The report found that retailers and national brands that are phasing out BPA could be replacing it with regrettable substitutes. Identifying the safety of BPA alternatives is challenging, given the insufficient FDA review and approval of packaging additives and highly protected trade secrets in this product sector.
"BPA-free doesn't mean a can lining is safe, as the substitute could itself be harmful. That is why we are asking companies to take the GreenScreen Challenge and work with us to demonstrate the chemical safety of their can liners," said Clean Production Action’s Beverley Thorpe, who helps companies understand the value of the GreenScreen® for Safer Chemicals as an essential tool for replacing toxic chemicals with safe alternatives.
However, the report found that:
- Aside from BPA, four major coating types were identified among the 192 cans tested including: acrylic resins (including almost all oleoresin, polyester resins, and polyvinyl chloride (PVC) copolymers. There were multiple formulations of these compounds found, but no way to determine the specific chemicals used or how they are produced.
- 18 percent of retailers’ private-label foods and 36 percent of national brands were lined with a PVC-based copolymer that is made from highly hazardous chemicals including vinyl chloride, a known human carcinogen.
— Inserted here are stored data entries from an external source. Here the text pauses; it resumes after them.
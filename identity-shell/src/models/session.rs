//! Session model: the single persisted record tying an identity to its
//! selected role.

use chrono::{DateTime, Utc};
use serde::{Deserialize, Serialize};

use super::{Role, UserIdentity};

/// Persisted sign-in state. One record per storage area; saving replaces
/// any previous session wholesale.
///
/// `auth_token` is reserved for a future backend credential. The shell
/// round-trips it but never populates it.
#[derive(Debug, Clone, PartialEq, Serialize, Deserialize)]
pub struct Session {
    pub identity: UserIdentity,
    #[serde(default, skip_serializing_if = "Option::is_none")]
    pub role: Option<Role>,
    #[serde(default, skip_serializing_if = "Option::is_none")]
    pub auth_token: Option<String>,
    pub updated_at: DateTime<Utc>,
}

impl Session {
    pub fn new(identity: UserIdentity, role: Option<Role>) -> Self {
        Self {
            identity,
            role,
            auth_token: None,
            updated_at: Utc::now(),
        }
    }

    /// A session without a role is valid but still awaiting selection;
    /// only a complete session counts as authenticated.
    pub fn is_complete(&self) -> bool {
        self.role.is_some()
    }

    pub fn with_role(mut self, role: Role) -> Self {
        self.role = Some(role);
        self.updated_at = Utc::now();
        self
    }
}
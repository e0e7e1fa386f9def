pub mod auth;

pub use auth::{
    AdminCredentials, OtpCredentials, PasswordCredentials, SsoCredentials, WalletCredentials,
};
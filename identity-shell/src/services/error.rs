use shell_core::error::AppError;
use thiserror::Error;

use crate::models::{AuthMethod, FederatedProvider};

/// Failures the sign-in flow can surface. Each maps to a distinct user
/// message; none are retried automatically by the shell.
#[derive(Error, Debug)]
pub enum ServiceError {
    #[error("Invalid email or password")]
    InvalidCredentials,

    #[error("Invalid verification code")]
    InvalidCode,

    #[error("Invalid phone number")]
    InvalidPhone,

    #[error("{0} is unavailable")]
    ProviderUnavailable(FederatedProvider),

    #[error("Wallet connection failed")]
    WalletConnectionFailed,

    #[error("SSO sign-in failed")]
    SsoFailed,

    #[error("Session storage unavailable: {0}")]
    StorageUnavailable(#[source] anyhow::Error),

    #[error("Role registry unavailable: {0}")]
    RegistryUnavailable(#[source] anyhow::Error),

    #[error("Sign-in already in progress on the {0} channel")]
    AuthInProgress(AuthMethod),

    #[error("Internal error: {0}")]
    Internal(#[from] anyhow::Error),
}

impl From<ServiceError> for AppError {
    fn from(err: ServiceError) -> Self {
        match err {
            ServiceError::InvalidCredentials => {
                AppError::AuthError(anyhow::anyhow!("Invalid email or password"))
            }
            ServiceError::InvalidCode => {
                AppError::AuthError(anyhow::anyhow!("Invalid verification code"))
            }
            ServiceError::InvalidPhone => {
                AppError::AuthError(anyhow::anyhow!("Invalid phone number"))
            }
            ServiceError::ProviderUnavailable(provider) => {
                AppError::AuthError(anyhow::anyhow!("{} is unavailable", provider))
            }
            ServiceError::WalletConnectionFailed => {
                AppError::AuthError(anyhow::anyhow!("Wallet connection failed"))
            }
            ServiceError::SsoFailed => AppError::AuthError(anyhow::anyhow!("SSO sign-in failed")),
            ServiceError::StorageUnavailable(e) => AppError::StorageError(e),
            ServiceError::RegistryUnavailable(e) => AppError::RegistryError(e),
            ServiceError::AuthInProgress(channel) => AppError::Conflict(anyhow::anyhow!(
                "Sign-in already in progress on the {} channel",
                channel
            )),
            ServiceError::Internal(e) => AppError::InternalError(e),
        }
    }
}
PVC is considered a regrettable substitute.
- 33 percent of retailers’ private-label foods and 51 percent of national brands were lined with acrylic based polymers. Of the cans tested, 39 percent had a polystyrene-acrylic combination, of concern because styrene is considered a possible carcinogen.
- Much more research is needed to determine the safety of these compounds, and what may be migrating from the “alternative” can linings into food.
- National brands, grocery stores, big box retailers and dollar stores should eliminate and safely substitute BPA from all food packaging and label all chemicals used in can liners. In conjunction with the report release, advocates have launched a national online campaign calling on Kroger and Campbell’s to eliminate and safely substitute BPA.
- Congress should adopt comprehensive legislation to reform the FDA’s fatally flawed system for reviewing and approving the safety of packaging material.
- Consumers should choose fresh or frozen foods or only purchase canned food from manufacturers and retailers that fully disclose the identity and safety of their can linings. Look for food packaged in other materials such as glass and Tetra Pak containers.